You are viewing a plain text version of this content. The canonical link for it is here.
Posted to dev@drill.apache.org by vrozov <gi...@git.apache.org> on 2018/02/06 05:55:15 UTC

[GitHub] drill pull request #1113: DRILL-5902: Regression: Queries encounter random f...

GitHub user vrozov opened a pull request:

    https://github.com/apache/drill/pull/1113

    DRILL-5902: Regression: Queries encounter random failure due to RPC connection timed out

    

You can merge this pull request into a Git repository by running:

    $ git pull https://github.com/vrozov/drill DRILL-5902

Alternatively you can review and apply these changes as the patch at:

    https://github.com/apache/drill/pull/1113.patch

To close this pull request, make a commit to your master/trunk branch
with (at least) the following in the commit message:

    This closes #1113
    
----
commit fe329c2517710bb9fdec273de24321717fc954e6
Author: Vlad Rozov <vr...@...>
Date:   2018-02-06T03:15:56Z

    DRILL-5902: Regression: Queries encounter random failure due to RPC connection timed out

----


---

[GitHub] drill pull request #1113: DRILL-5902: Regression: Queries encounter random f...
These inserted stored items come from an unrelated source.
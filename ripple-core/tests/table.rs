//! Integration Tests for Reactive Tables
//!
//! These run against an in-memory SQLite database.

#![cfg(feature = "sqlite")]

use std::sync::atomic::{AtomicUsize, Ordering};
use std::sync::Arc;
use std::time::Duration;

use async_trait::async_trait;
use futures_util::TryStreamExt;
use serde::{Deserialize, Serialize};
use serde_json::{json, Value};

use ripple_core::table::{
    Backend, ExecResult, IndexSpec, KeyType, Order, Row, RowKey, SearchOptions, SetOutcome,
    SqliteBackend, Statement, Table, TableConfig, Where,
};
use ripple_core::{BackendError, TableError};

#[derive(Debug, Clone, PartialEq, Serialize, Deserialize)]
struct Product {
    id: String,
    category: Option<String>,
    price: i64,
    #[serde(default)]
    title: String,
}

fn product(id: &str, category: Option<&str>, price: i64) -> Product {
    Product {
        id: id.to_string(),
        category: category.map(str::to_string),
        price,
        title: String::new(),
    }
}

fn memory() -> Arc<dyn Backend> {
    Arc::new(SqliteBackend::open_in_memory().unwrap())
}

async fn products(backend: Arc<dyn Backend>) -> Table<Product> {
    let config = TableConfig::new("products")
        .key("id")
        .index(IndexSpec::expression("price"))
        .index(IndexSpec::fts("title"));
    Table::create(backend, config).await.unwrap()
}

async fn seeded(rows: &[Product]) -> Table<Product> {
    let table = products(memory()).await;
    table.batch_set(rows).await.unwrap();
    table
}

fn ids(rows: &[Product]) -> Vec<&str> {
    rows.iter().map(|row| row.id.as_str()).collect()
}

async fn matching(table: &Table<Product>, filter: Value) -> Vec<Product> {
    let filter = Where::from_json(&filter).unwrap();
    table
        .collect(&SearchOptions::new().filter(filter))
        .await
        .unwrap()
}

// ----------------------------------------------------------------------------
// Writes and reads
// ----------------------------------------------------------------------------

#[tokio::test]
async fn set_reports_insert_then_update() {
    let table = products(memory()).await;

    let first = table.set(&product("a", None, 1)).await.unwrap();
    assert_eq!(first, SetOutcome::Inserted(RowKey::from("a")));

    let second = table.set(&product("a", None, 2)).await.unwrap();
    assert_eq!(second, SetOutcome::Updated(RowKey::from("a")));

    assert_eq!(table.get("a").await.unwrap().unwrap().price, 2);
    assert_eq!(table.get("missing").await.unwrap(), None);
    assert_eq!(table.count(None).await.unwrap(), 1);
}

#[tokio::test]
async fn batch_set_reports_inserted_and_updated_keys() {
    let table = seeded(&[product("a", None, 1)]).await;

    let outcome = table
        .batch_set(&[product("a", None, 5), product("b", None, 6)])
        .await
        .unwrap();

    assert_eq!(outcome.inserted, vec![RowKey::from("b")]);
    assert_eq!(outcome.updated, vec![RowKey::from("a")]);
    assert_eq!(table.get("a").await.unwrap().unwrap().price, 5);
}

#[tokio::test]
async fn documents_without_a_key_are_rejected() {
    #[derive(Debug, Clone, Serialize, Deserialize)]
    struct Loose {
        name: Option<String>,
    }

    let table: Table<Loose> = Table::create(memory(), TableConfig::new("loose").key("name"))
        .await
        .unwrap();
    let error = table.set(&Loose { name: None }).await.unwrap_err();
    assert!(matches!(error, TableError::MissingKey { .. }));
}

#[tokio::test]
async fn rowid_tables_key_by_row_id() {
    #[derive(Debug, Clone, PartialEq, Serialize, Deserialize)]
    struct Event {
        kind: String,
    }

    let config = TableConfig::new("events").disable_pragma_optimization();
    let table: Table<Event> = Table::create(memory(), config).await.unwrap();
    let event = Event { kind: "login".into() };

    let outcome = table.set(&event).await.unwrap();
    assert!(outcome.is_insert());
    let key = outcome.key().clone();
    assert_eq!(table.get(key.clone()).await.unwrap(), Some(event));
    assert!(table.delete(key).await.unwrap());
    assert_eq!(table.count(None).await.unwrap(), 0);
}

#[tokio::test]
async fn integer_keys_are_typed() {
    #[derive(Debug, Clone, Serialize, Deserialize)]
    struct Slot {
        n: Value,
    }

    let config = TableConfig::new("slots").key("n").key_type(KeyType::Integer);
    let table: Table<Slot> = Table::create(memory(), config).await.unwrap();

    assert!(table.set(&Slot { n: json!(3) }).await.is_ok());
    assert!(matches!(
        table.set(&Slot { n: json!("3") }).await,
        Err(TableError::InvalidKey { .. })
    ));
}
Posted by arina-ielchiieva <gi...@git.apache.org>.
Github user arina-ielchiieva commented on a diff in the pull request:

    https://github.com/apache/drill/pull/1113#discussion_r168699838
  
    --- Diff: exec/java-exec/src/main/java/org/apache/drill/exec/work/foreman/QueryStateProcessor.java ---
    @@ -125,20 +125,17 @@ public void cancel() {
           case PREPARING:
           case PLANNING:
           case ENQUEUED:
    -        moveToState(QueryState.CANCELLATION_REQUESTED, null);
    -        return;
    -
           case STARTING:
           case RUNNING:
    -        addToEventQueue(QueryState.CANCELLATION_REQUESTED, null);
    -        return;
    +        moveToState(QueryState.CANCELLATION_REQUESTED, null);
    --- End diff --
    
    1. Your point makes sense. In this case could you please update java doc for the `cancel` method to be consistent with new changes?
    2. Maybe we should remove word `regression` from the commit message to avoid confusion?


---

[GitHub] drill issue #1113: DRILL-5902: Regression: Queries encounter random failure ...
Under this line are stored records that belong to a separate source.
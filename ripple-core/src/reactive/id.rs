//! Identity for reactive units.

use std::fmt;
use std::sync::atomic::{AtomicU64, Ordering};

/// Process-unique identifier for a state unit or subscriber.
///
/// Ids come from one atomic counter, so a state and a subscriber never share
/// an id. They are used as dependency keys and as scheduler keys.
#[derive(Debug, Clone, Copy, PartialEq, Eq, PartialOrd, Ord, Hash)]
pub struct UnitId(u64);

impl UnitId {
    /// Generate a new unique id.
    pub fn new() -> Self {
        static COUNTER: AtomicU64 = AtomicU64::new(1);
        Self(COUNTER.fetch_add(1, Ordering::Relaxed))
    }

    /// Get the raw id value.
    pub fn raw(&self) -> u64 {
        self.0
    }
}

impl Default for UnitId {
    fn default() -> Self {
        Self::new()
    }
}

impl fmt::Display for UnitId {
    fn fmt(&self, f: &mut fmt::Formatter<'_>) -> fmt::Result {
        write!(f, "#{}", self.0)
    }
}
Posted by ilooner <gi...@git.apache.org>.
Github user ilooner commented on the issue:

    https://github.com/apache/drill/pull/1113
  
    @vrozov Can you provide a brief description of the issue? I have recently filed https://issues.apache.org/jira/browse/DRILL-6143 and I want to verify that these are two separate issues. 
    
    DRILL-6143 causes a premature timeout when fragments are sent to drillbits in the FragmentsRunner. The issue you fixed here seems to involve a timeout when a query is cancelled. So my initial guess is that these two issues are unrelated. Please let me know if they are related.


---

[GitHub] drill pull request #1113: DRILL-5902: Queries encounter random failure due t...
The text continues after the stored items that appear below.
//! Table configuration.
//!
//! A [`TableConfig`] names the SQL table, where the document key lives and
//! which fields get indexed. It deserializes from the JSON shape used by
//! configuration files:
//!
//! ```json
//! {
//!   "tableName": "products",
//!   "key": "sku",
//!   "keyType": "text",
//!   "indexes": ["price", "fts:title", { "type": "fts", "path": "body", "tokenizer": { "removeDiacritics": 2 } }]
//! }
//! ```
//!
//! Every identifier and field path ends up inside generated SQL, so both are
//! validated against a strict character set before any statement is built.

use serde::Deserialize;

use crate::error::{TableError, TableResult};

/// SQL type of the key column.
#[derive(Debug, Clone, Copy, Default, PartialEq, Eq, Deserialize)]
#[serde(rename_all = "lowercase")]
pub enum KeyType {
    #[default]
    Text,
    Integer,
}

impl KeyType {
    pub(crate) fn sql(self) -> &'static str {
        match self {
            Self::Text => "TEXT",
            Self::Integer => "INTEGER",
        }
    }
}

/// Options for the `unicode61` full-text tokenizer.
#[derive(Debug, Clone, Default, PartialEq, Eq, Deserialize)]
#[serde(rename_all = "camelCase", default)]
pub struct Tokenizer {
    /// 0 keeps diacritics, 1 and 2 fold them.
    #[serde(alias = "remove_diacritics")]
    pub remove_diacritics: Option<u8>,
    /// Extra characters treated as part of a token.
    #[serde(alias = "token_chars", alias = "tokenchars")]
    pub token_chars: Option<String>,
    /// Extra characters treated as separators.
    pub separators: Option<String>,
}

impl Tokenizer {
    pub fn validate(&self) -> TableResult<()> {
        if let Some(level) = self.remove_diacritics {
            if level > 2 {
                return Err(TableError::InvalidTokenizer(format!(
                    "remove_diacritics must be 0, 1 or 2, got {level}"
                )));
            }
        }
        for (name, chars) in [
            ("token_chars", &self.token_chars),
            ("separators", &self.separators),
        ] {
            if let Some(chars) = chars {
                if chars.contains(['\'', '"']) {
                    return Err(TableError::InvalidTokenizer(format!(
                        "{name} may not contain quote characters"
                    )));
                }
            }
        }
        Ok(())
    }

    /// The `tokenize = "..."` argument of an FTS5 table.
    pub(crate) fn to_sql(&self) -> String {
        let mut options = String::from("unicode61");
        if let Some(level) = self.remove_diacritics {
            options.push_str(&format!(" remove_diacritics {level}"));
        }
        if let Some(chars) = &self.token_chars {
            options.push_str(&format!(" tokenchars '{chars}'"));
        }
        if let Some(chars) = &self.separators {
            options.push_str(&format!(" separators '{chars}'"));
        }
        format!("tokenize = \"{options}\"")
    }
}

/// A declared index.
#[derive(Debug, Clone, PartialEq, Eq, Deserialize)]
#[serde(try_from = "RawIndex")]
pub enum IndexSpec {
    /// An expression index over `json_extract(data, path)`.
    Expression { path: String },
    /// A full-text index kept in sync by triggers.
    Fts {
        path: String,
        tokenizer: Option<Tokenizer>,
    },
}

impl IndexSpec {
    pub fn expression(path: impl Into<String>) -> Self {
        Self::Expression { path: path.into() }
    }

    pub fn fts(path: impl Into<String>) -> Self {
        Self::Fts {
            path: path.into(),
            tokenizer: None,
        }
    }

    pub fn fts_with(path: impl Into<String>, tokenizer: Tokenizer) -> Self {
        Self::Fts {
            path: path.into(),
            tokenizer: Some(tokenizer),
        }
    }

    pub fn path(&self) -> &str {
        match self {
            Self::Expression { path } | Self::Fts { path, .. } => path,
        }
    }

    pub fn is_fts(&self) -> bool {
        matches!(self, Self::Fts { .. })
    }
}

/// Wire forms accepted for an index entry.
#[derive(Deserialize)]
#[serde(untagged)]
enum RawIndex {
    Path(String),
    Detailed {
        #[serde(rename = "type", default)]
        kind: Option<String>,
        path: String,
        #[serde(default)]
        tokenizer: Option<Tokenizer>,
    },
}

impl TryFrom<RawIndex> for IndexSpec {
    type Error = String;

    fn try_from(raw: RawIndex) -> Result<Self, Self::Error> {
        match raw {
            RawIndex::Path(path) => Ok(match path.strip_prefix("fts:") {
                Some(path) => Self::fts(path),
                None => Self::expression(path),
            }),
            RawIndex::Detailed {
                kind,
                path,
                tokenizer,
            } => match kind.as_deref() {
                None | Some("index") | Some("expression") => {
                    if tokenizer.is_some() {
                        return Err(format!("index \"{path}\" has a tokenizer but is not fts"));
                    }
                    Ok(Self::expression(path))
                }
                Some("fts") => Ok(Self::Fts { path, tokenizer }),
                Some(other) => Err(format!("unknown index type \"{other}\"")),
            },
        }
    }
}

/// Everything needed to create a table.
#[derive(Debug, Clone, PartialEq, Eq, Deserialize)]
#[serde(rename_all = "camelCase")]
pub struct TableConfig {
    #[serde(alias = "table_name")]
    pub table_name: String,
    /// Dot path of the key inside each document. `None` uses the row id.
    #[serde(default)]
    pub key: Option<String>,
    #[serde(default, alias = "key_type")]
    pub key_type: KeyType,
    #[serde(default)]
    pub indexes: Vec<IndexSpec>,
    /// Skip the WAL / synchronous pragmas issued at creation.
    #[serde(default, alias = "disable_pragma_optimization")]
    pub disable_pragma_optimization: bool,
}

impl TableConfig {
    pub fn new(table_name: impl Into<String>) -> Self {
        Self {
            table_name: table_name.into(),
            key: None,
            key_type: KeyType::Text,
            indexes: Vec::new(),
            disable_pragma_optimization: false,
        }
    }

    pub fn key(mut self, path: impl Into<String>) -> Self {
        self.key = Some(path.into());
        self
    }

    pub fn key_type(mut self, key_type: KeyType) -> Self {
        self.key_type = key_type;
        self
    }

    pub fn index(mut self, index: IndexSpec) -> Self {
        self.indexes.push(index);
        self
    }

    pub fn disable_pragma_optimization(mut self) -> Self {
        self.disable_pragma_optimization = true;
        self
    }

    /// Check every name and path that will be spliced into SQL.
    pub fn validate(&self) -> TableResult<()> {
        validate_identifier(&self.table_name)?;
        if let Some(key) = &self.key {
            validate_path(key)?;
        }
        for index in &self.indexes {
            validate_path(index.path())?;
            if let IndexSpec::Fts {
                tokenizer: Some(tokenizer),
                ..
            } = index
            {
                tokenizer.validate()?;
            }
        }
        Ok(())
    }
}

// ---------------------------------------------------------------------------
// Identifier and path helpers
// ---------------------------------------------------------------------------

fn is_word(text: &str) -> bool {
    !text.is_empty() && text.bytes().all(|b| b.is_ascii_alphanumeric() || b == b'_')
}

/// Table names: ASCII letters, digits and `_`, not starting with a digit.
pub fn validate_identifier(name: &str) -> TableResult<()> {
    let starts_with_digit = name.bytes().next().is_some_and(|b| b.is_ascii_digit());
    if is_word(name) && !starts_with_digit {
        Ok(())
    } else {
        Err(TableError::InvalidIdentifier(name.to_string()))
    }
}

/// Field paths: dot-separated words, each optionally followed by `[n]`
/// array subscripts, e.g. `tags[0].name`.
pub fn validate_path(path: &str) -> TableResult<()> {
    let invalid = || TableError::InvalidPath(path.to_string());
    if path.is_empty() {
        return Err(invalid());
    }
    for segment in path.split('.') {
        let (name, mut rest) = match segment.find('[') {
            Some(at) => segment.split_at(at),
            None => (segment, ""),
        };
        if !is_word(name) {
            return Err(invalid());
        }
        while !rest.is_empty() {
            let close = rest.find(']').ok_or_else(invalid)?;
            let digits = &rest[1..close];
            if digits.is_empty() || !digits.bytes().all(|b| b.is_ascii_digit()) {
                return Err(invalid());
            }
            rest = &rest[close + 1..];
            if !rest.is_empty() && !rest.starts_with('[') {
                return Err(invalid());
            }
        }
    }
    Ok(())
}

/// SQLite JSON path for a validated field path.
pub(crate) fn json_path(path: &str) -> String {
    format!("$.{path}")
}

/// `json_extract` over the document column.
pub(crate) fn json_extract(column: &str, path: &str) -> String {
    format!("json_extract({column}, '{}')", json_path(path))
}

pub(crate) fn quote_ident(name: &str) -> String {
    format!("\"{name}\"")
}

/// Suffix used in index and trigger names derived from a field path.
pub(crate) fn path_suffix(path: &str) -> String {
    path.chars()
        .map(|c| if c.is_ascii_alphanumeric() { c } else { '_' })
        .collect()
}

// ----------------------------------------------------------------------------
// Tests
// ----------------------------------------------------------------------------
Posted by asfgit <gi...@git.apache.org>.
Github user asfgit closed the pull request at:

    https://github.com/apache/drill/pull/1113


---

[GitHub] drill pull request #1113: DRILL-5902: Regression: Queries encounter random f...

Posted by vrozov <gi...@git.apache.org>.
Github user vrozov commented on a diff in the pull request:

    https://github.com/apache/drill/pull/1113#discussion_r168599100
  
    --- Diff: exec/java-exec/src/main/java/org/apache/drill/exec/work/foreman/QueryStateProcessor.java ---
    @@ -125,20 +125,17 @@ public void cancel() {
           case PREPARING:
           case PLANNING:
           case ENQUEUED:
    -        moveToState(QueryState.CANCELLATION_REQUESTED, null);
    -        return;
    -
           case STARTING:
           case RUNNING:
    -        addToEventQueue(QueryState.CANCELLATION_REQUESTED, null);
    -        return;
    +        moveToState(QueryState.CANCELLATION_REQUESTED, null);
    --- End diff --
    
    1. Per my understanding, only during a transition from `STARTING` to `RUNNING` it is necessary to delay the processing of `CANCELLATION_REQUESTED` till requests are submitted to remote nodes for execution. Once the state is transitioned to `RUNNING`, remote drillbits are ready to start processing cancellation request, so no delay is necessary for the `RUNNING` state. In case of `STARTING` there is already a call to `addToEventQueue()` inside `QueryStateProcessor.starting()` that ensures that cancellation will be processed after the transition.
    1. I can't say why JIRA title states that it is a regression, as far as I can tell, any delay in saving query profile may cause the issue. One possibility is that the issue is amplified by [DRILL-6053](https://issues.apache.org/jira/browse/DRILL-6053) that is a regression caused by the fix for [DRILL-4963](https://issues.apache.org/jira/browse/DRILL-4963) that introduces even longer delay (due to synchronization).


---

[GitHub] drill issue #1113: DRILL-5902: Regression: Queries encounter random failure ...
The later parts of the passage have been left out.